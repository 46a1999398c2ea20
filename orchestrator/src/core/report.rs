//! Campaign outcome and best-of ranking

use chrono::{DateTime, Utc};
use serde::Serialize;
use std::cmp::Ordering;
use uuid::Uuid;

use shared::{AttemptResult, Combination};

use super::failure::FailureState;

/// A combination pruned without touching the device
#[derive(Debug, Clone, PartialEq, Serialize)]
pub struct SkippedCombination {
    pub combination: Combination,
    pub reason: String,
}

/// Everything a finished (or interrupted) campaign produced
#[derive(Debug, Clone, Serialize)]
pub struct CampaignReport {
    pub campaign_id: Uuid,
    pub started_at: DateTime<Utc>,
    pub finished_at: DateTime<Utc>,
    /// All results, including those loaded from a resumed progress file
    pub results: Vec<AttemptResult>,
    /// Combinations abandoned in this run
    pub abandoned: Vec<Combination>,
    /// Combinations skipped in this run
    pub skipped: Vec<SkippedCombination>,
    pub failures: FailureState,
    /// Combinations scheduled for this run
    pub planned: usize,
    pub interrupted: bool,
}

impl CampaignReport {
    /// Results with service, best first
    ///
    /// Ordered by download, then upload, then lower ping. A ping of zero
    /// means not measured and ranks last.
    pub fn ranked(&self) -> Vec<&AttemptResult> {
        let mut ranked: Vec<&AttemptResult> = self.results.iter().filter(|r| !r.is_no_service()).collect();
        ranked.sort_by(|a, b| compare_results(a, b));
        ranked
    }

    pub fn top(&self, n: usize) -> Vec<&AttemptResult> {
        self.ranked().into_iter().take(n).collect()
    }

    pub fn best(&self) -> Option<&AttemptResult> {
        self.ranked().into_iter().next()
    }

    /// Wall-clock time since the campaign first started, across resumes
    pub fn elapsed(&self) -> chrono::Duration {
        self.finished_at - self.started_at
    }
}

fn compare_results(a: &AttemptResult, b: &AttemptResult) -> Ordering {
    b.download_mbps
        .total_cmp(&a.download_mbps)
        .then_with(|| b.upload_mbps.total_cmp(&a.upload_mbps))
        .then_with(|| ping_key(a.ping_ms).total_cmp(&ping_key(b.ping_ms)))
}

fn ping_key(ping_ms: f64) -> f64 {
    if ping_ms > 0.0 {
        ping_ms
    } else {
        f64::INFINITY
    }
}
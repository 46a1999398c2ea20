//! Shared types for the band combination campaign
//!
//! Plain value types (bands, combinations, attempt results, progress
//! snapshots) plus the logging helpers every crate in the workspace uses.

pub mod errors;
pub mod logging;
pub mod types;

pub use errors::*;
pub use types::*;
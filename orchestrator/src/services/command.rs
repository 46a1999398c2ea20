//! External program invocation shared by the command-driven adapters

use std::process::Stdio;
use tokio::process::Command;

use crate::error::{OrchestratorError, OrchestratorResult};

/// A program plus its leading arguments, e.g. `python3 router.py`
#[derive(Debug, Clone, PartialEq, Eq)]
pub struct ExternalCommand {
    program: String,
    args: Vec<String>,
}

impl ExternalCommand {
    pub fn new(program: impl Into<String>, args: Vec<String>) -> Self {
        Self {
            program: program.into(),
            args,
        }
    }

    /// Split a whitespace-separated command line
    pub fn parse(line: &str) -> OrchestratorResult<Self> {
        let mut parts = line.split_whitespace().map(str::to_string);
        let program = parts
            .next()
            .ok_or_else(|| OrchestratorError::config(format!("empty command line '{line}'")))?;
        Ok(Self::new(program, parts.collect()))
    }

    pub fn program(&self) -> &str {
        &self.program
    }

    /// Fresh command with piped output; the child is killed if the future is dropped
    pub fn build(&self) -> Command {
        let mut cmd = Command::new(&self.program);
        cmd.args(&self.args)
            .stdin(Stdio::null())
            .stdout(Stdio::piped())
            .stderr(Stdio::piped())
            .kill_on_drop(true);
        cmd
    }
}

/// Last non-empty stderr line, for error messages
pub fn stderr_summary(output: &std::process::Output) -> String {
    String::from_utf8_lossy(&output.stderr)
        .lines()
        .rev()
        .map(str::trim)
        .find(|line| !line.is_empty())
        .map(str::to_string)
        .unwrap_or_else(|| format!("exit status {}", output.status))
}
//! Work list construction for a campaign run

use rand::seq::SliceRandom;
use rand::Rng;
use std::collections::HashSet;

use shared::Combination;

use super::generator;
use crate::config::CampaignConfig;

/// The combinations a run considers and the order it will attempt them in
#[derive(Debug, Clone, PartialEq)]
pub struct WorkPlan {
    /// Every combination the filtered catalog generates, in generation order
    pub universe: Vec<Combination>,
    /// Not-yet-attempted combinations, ascending group size, limit applied
    pub queue: Vec<Combination>,
}

impl WorkPlan {
    /// Whether this run will exhaust the whole universe
    pub fn covers_universe(&self, completed: &HashSet<Combination>) -> bool {
        self.universe
            .iter()
            .all(|combination| completed.contains(combination) || self.queue.contains(combination))
    }
}

/// Scheduling key: group size, with `AUTO` after everything else
pub fn schedule_key(combination: &Combination) -> usize {
    combination.group_size().unwrap_or(usize::MAX)
}

/// Build the work plan for a run
///
/// Already attempted combinations are removed first, then the queue is
/// optionally shuffled and stably sorted by group size so every singleton
/// is attempted before any larger combination containing its band. The
/// limit is applied last.
pub fn plan_work<R: Rng + ?Sized>(config: &CampaignConfig, completed: &HashSet<Combination>, rng: &mut R) -> WorkPlan {
    let universe = generator::generate(&config.effective_catalog(), config.max_group_size, config.include_auto);

    let mut queue: Vec<Combination> = universe
        .iter()
        .filter(|combination| !completed.contains(combination))
        .cloned()
        .collect();

    if config.randomize {
        queue.shuffle(rng);
    }
    queue.sort_by_key(schedule_key);

    if let Some(limit) = config.limit {
        queue.truncate(limit);
    }

    WorkPlan { universe, queue }
}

==============================

PROBLEM REQUIREMENTS =>
For every line in the listing above that contains "output", copy that line.

EXERCISE RESULT =>
    /// Fresh command with piped output; the child is killed if the future is dropped
pub fn stderr_summary(output: &std::process::Output) -> String {
    String::from_utf8_lossy(&output.stderr)
        .unwrap_or_else(|| format!("exit status {}", output.status))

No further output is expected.